70% of sales staff consider bribery and corrupt practices to be rife in their company
Irregular financial reporting is becoming a worry for corporate South Africa with recent research showing a greater awareness among directors and senior managers of the practice. Other investigations are highlighting a growing mistrust among staff members in big companies and a developing gulf between management and employees.
New research on integrity and employee satisfaction by iFacts, a leader in screening, information verification and integrity testing, show that only 50% of staff members in big companies trust one another whilst around half feel that they get on with management. "Our investigations illustrate that although there is a general understanding of company policy and compliance 47% of employees do not believe their firm's anti-corruption policy is effective," says iFacts MD Jenny Reid. "Alarmingly, close to 70% of sales staff consider bribery and other corrupt practices to be rife".

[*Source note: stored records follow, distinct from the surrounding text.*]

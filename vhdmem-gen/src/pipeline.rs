//! Generation pipeline
//!
//! ```text
//! sizes -> templates -> decode instructions -> load config -> render -> write config -> write program
//! ```
//!
//! Nothing is rolled back: when the program output cannot be written, the
//! config output already on disk stays there.

use std::fmt;
use std::path::PathBuf;

use tracing::{debug, info};
use vhdmem_loader::{ConfigLoader, InstructionDecoder};
use vhdmem_render::{write_document, Renderer, TemplateSet};
use vhdmem_spec::{MemoryKind, MemorySpec};

use crate::config::GenConfig;
use crate::error::{GenError, Result};
use crate::provider::{ResolvedSizes, SizeProvider};

/// Summary of a completed run
#[derive(Debug, Clone, PartialEq, Eq)]
pub struct GenReport {
    pub config: MemorySpec,
    pub program: MemorySpec,
    /// Words read from the instruction binary
    pub decoded_words: usize,
    /// Words in the program memory after padding
    pub program_words: usize,
    /// Characters in the config file after trimming
    pub config_original_chars: usize,
    /// Characters in the config memory after padding
    pub config_chars: usize,
    pub out_cfg_mem_file: PathBuf,
    pub out_prg_mem_file: PathBuf,
}

impl fmt::Display for GenReport {
    fn fmt(&self, f: &mut fmt::Formatter<'_>) -> fmt::Result {
        writeln!(f, "{}", self.config)?;
        writeln!(
            f,
            "  {} chars ({} from input) -> {}",
            self.config_chars,
            self.config_original_chars,
            self.out_cfg_mem_file.display()
        )?;
        writeln!(f, "{}", self.program)?;
        write!(
            f,
            "  {} words ({} decoded) -> {}",
            self.program_words,
            self.decoded_words,
            self.out_prg_mem_file.display()
        )
    }
}

/// One generator run over a [`GenConfig`]
#[derive(Debug, Clone)]
pub struct Pipeline {
    config: GenConfig,
    sizes: SizeProvider,
}

impl Pipeline {
    /// Validate `config` and select its size strategy
    pub fn new(config: GenConfig) -> Result<Self> {
        let sizes = config.size_provider()?;
        debug!(sizes = %sizes, "selected size provider");
        Ok(Self { config, sizes })
    }

    pub fn config(&self) -> &GenConfig {
        &self.config
    }

    pub fn size_provider(&self) -> &SizeProvider {
        &self.sizes
    }

    pub fn resolve_sizes(&self) -> Result<ResolvedSizes> {
        self.sizes.resolve()
    }

    pub fn run(&self) -> Result<GenReport> {
        let sizes = self.resolve_sizes()?;
        let templates =
            TemplateSet::load(self.config.template_dir.as_deref()).map_err(GenError::Templates)?;

        let instructions = InstructionDecoder::new(sizes.program.capacity)
            .decode_file(&self.config.prg_mem_file)
            .map_err(|source| GenError::Load {
                kind: MemoryKind::Program,
                source,
            })?;

        let config = ConfigLoader::new(sizes.config.capacity)
            .load_file(&self.config.cfg_mem_file)
            .map_err(|source| GenError::Load {
                kind: MemoryKind::Config,
                source,
            })?;

        let renderer = Renderer::new(templates);
        let config_doc = renderer.render_config(&config).map_err(|source| GenError::Render {
            kind: MemoryKind::Config,
            source,
        })?;
        let program_doc = renderer
            .render_program(&instructions)
            .map_err(|source| GenError::Render {
                kind: MemoryKind::Program,
                source,
            })?;

        write_document(&config_doc, &self.config.out_cfg_mem_file).map_err(|source| {
            GenError::Write {
                kind: MemoryKind::Config,
                source,
            }
        })?;
        write_document(&program_doc, &self.config.out_prg_mem_file).map_err(|source| {
            GenError::Write {
                kind: MemoryKind::Program,
                source,
            }
        })?;

        let report = GenReport {
            config: sizes.config,
            program: sizes.program,
            decoded_words: instructions.decoded_len(),
            program_words: instructions.len(),
            config_original_chars: config.original_len(),
            config_chars: config.len(),
            out_cfg_mem_file: self.config.out_cfg_mem_file.clone(),
            out_prg_mem_file: self.config.out_prg_mem_file.clone(),
        };
        info!(
            decoded = report.decoded_words,
            words = report.program_words,
            chars = report.config_chars,
            "generated memories"
        );
        Ok(report)
    }
}

/// Validate `config` and run the pipeline once
pub fn generate(config: GenConfig) -> Result<GenReport> {
    Pipeline::new(config)?.run()
}
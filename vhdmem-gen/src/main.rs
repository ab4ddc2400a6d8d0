//! vhdmem command line.
//!
//! `vhdmem` with no subcommand runs `generate` with the default SDVU paths.

use std::path::PathBuf;

use anyhow::{Context, Result};
use clap::{Args, Parser, Subcommand};
use tracing::debug;
use vhdmem_constants::{MissingPolicy, SizeResolver};
use vhdmem_gen::{GenConfig, Pipeline};
use vhdmem_gen::config::DEFAULT_CONSTANTS_FILE;

#[derive(Parser, Debug)]
#[command(
    name = "vhdmem",
    author,
    version,
    about = "Generate VHDL memories with hardcoded program and configuration contents"
)]
struct Cli {
    /// Increase log verbosity (-v info, -vv debug, -vvv trace); RUST_LOG overrides
    #[arg(short, long, action = clap::ArgAction::Count, global = true)]
    verbose: u8,

    #[command(subcommand)]
    command: Option<Commands>,
}

#[derive(Subcommand, Debug)]
enum Commands {
    /// Render both memories and write them out
    Generate(GenerateArgs),

    /// Print the memory sizes declared in a constants package
    Sizes {
        /// VHDL constants package
        #[arg(long, default_value = DEFAULT_CONSTANTS_FILE)]
        constants: PathBuf,

        /// Treat a missing width declaration as width 0
        #[arg(long)]
        allow_missing_sizes: bool,
    },
}

#[derive(Args, Debug, Default)]
struct GenerateArgs {
    /// JSON configuration file; flags below override its fields
    #[arg(long)]
    config: Option<PathBuf>,

    /// Configuration bit-string (text)
    #[arg(long)]
    cfg_mem: Option<PathBuf>,

    /// Output path of the configuration memory
    #[arg(long)]
    out_cfg_mem: Option<PathBuf>,

    /// Instruction binary
    #[arg(long)]
    prg_mem: Option<PathBuf>,

    /// Output path of the program memory
    #[arg(long)]
    out_prg_mem: Option<PathBuf>,

    /// Config memory capacity in characters (requires --prg-mem-size)
    #[arg(long)]
    cfg_mem_size: Option<usize>,

    /// Program memory capacity in words (requires --cfg-mem-size)
    #[arg(long)]
    prg_mem_size: Option<usize>,

    /// VHDL constants package declaring CFG_MEM_SIZE and PROG_MEM_SIZE
    #[arg(long)]
    constants: Option<PathBuf>,

    /// Directory holding auto_{config,program}_memory.vhd.template
    #[arg(long)]
    template_dir: Option<PathBuf>,

    /// Treat a missing width declaration as width 0
    #[arg(long)]
    allow_missing_sizes: bool,
}

impl GenerateArgs {
    fn into_config(self) -> Result<GenConfig> {
        let mut config = match &self.config {
            Some(path) => GenConfig::from_json_file(path)?,
            None => GenConfig::default(),
        };

        if let Some(path) = self.cfg_mem {
            config.cfg_mem_file = path;
        }
        if let Some(path) = self.out_cfg_mem {
            config.out_cfg_mem_file = path;
        }
        if let Some(path) = self.prg_mem {
            config.prg_mem_file = path;
        }
        if let Some(path) = self.out_prg_mem {
            config.out_prg_mem_file = path;
        }
        if let Some(size) = self.cfg_mem_size {
            config.cfg_mem_size = Some(size);
        }
        if let Some(size) = self.prg_mem_size {
            config.prg_mem_size = Some(size);
        }
        if let Some(path) = self.constants {
            config.constants_source_path = Some(path);
        }
        if let Some(dir) = self.template_dir {
            config.template_dir = Some(dir);
        }
        config.allow_missing_sizes |= self.allow_missing_sizes;

        Ok(config)
    }
}

fn setup_tracing(verbose: u8) {
    use tracing_subscriber::{fmt, layer::SubscriberExt, util::SubscriberInitExt, EnvFilter};

    let default = match verbose {
        0 => "warn",
        1 => "info",
        2 => "debug",
        _ => "trace",
    };
    let env_filter = EnvFilter::try_from_default_env().unwrap_or_else(|_| EnvFilter::new(default));

    tracing_subscriber::registry()
        .with(fmt::layer().with_writer(std::io::stderr).with_target(false))
        .with(env_filter)
        .init();
}

fn cmd_generate(args: GenerateArgs) -> Result<()> {
    let config = args.into_config()?;
    debug!(?config, "generator configuration");

    let pipeline = Pipeline::new(config).context("Invalid generator configuration")?;
    let report = pipeline.run().context("Memory generation failed")?;
    println!("{}", report);
    Ok(())
}

fn cmd_sizes(constants: PathBuf, allow_missing_sizes: bool) -> Result<()> {
    let policy = if allow_missing_sizes {
        MissingPolicy::Lenient
    } else {
        MissingPolicy::Strict
    };

    let widths = SizeResolver::new(policy)
        .resolve_file(&constants)
        .with_context(|| format!("Cannot infer memory sizes from {}", constants.display()))?;
    let (config, program) = widths.specs()?;
    println!("{}", config);
    println!("{}", program);
    Ok(())
}

fn main() -> Result<()> {
    let cli = Cli::parse();
    setup_tracing(cli.verbose);

    match cli.command {
        Some(Commands::Generate(args)) => cmd_generate(args),
        Some(Commands::Sizes {
            constants,
            allow_missing_sizes,
        }) => cmd_sizes(constants, allow_missing_sizes),
        None => cmd_generate(GenerateArgs::default()),
    }
}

iFacts findings are broadly in sync with Ernst and Young's 2013 fraud survey which notes that 42% of board directors and senior managers are aware of some irregular financial reporting in their company whilst 57% feel that this practice is widespread in South Africa. Its results also indicate that the risk of misreporting financial information appears compounded by the fact that 79% of managers feel that they need to deliver better financial results for the company but there is increased pressure on remuneration with 23% having pay freezes and 17% having their bonuses removed.
"iFacts research has also shown that management, as opposed to employees, are the single greatest source of white collar fraud in organisations," says Ms Reid. "Verification of the documentation presented by applicants at the interview stage, whether for management or other staff positions, can prevent much of the fraud from taking place. But companies need to have management tools in place to continuously measurement commitment to company policies."
Post employment screening will also help to pro-actively detect fraud.
"In 21% of cases where fraud has been committed, the guilty parties evidenced an obvious change in lifestyle, driving better cars and having more material goods than before, things which could easily have been spotted if the company had only looked," she says.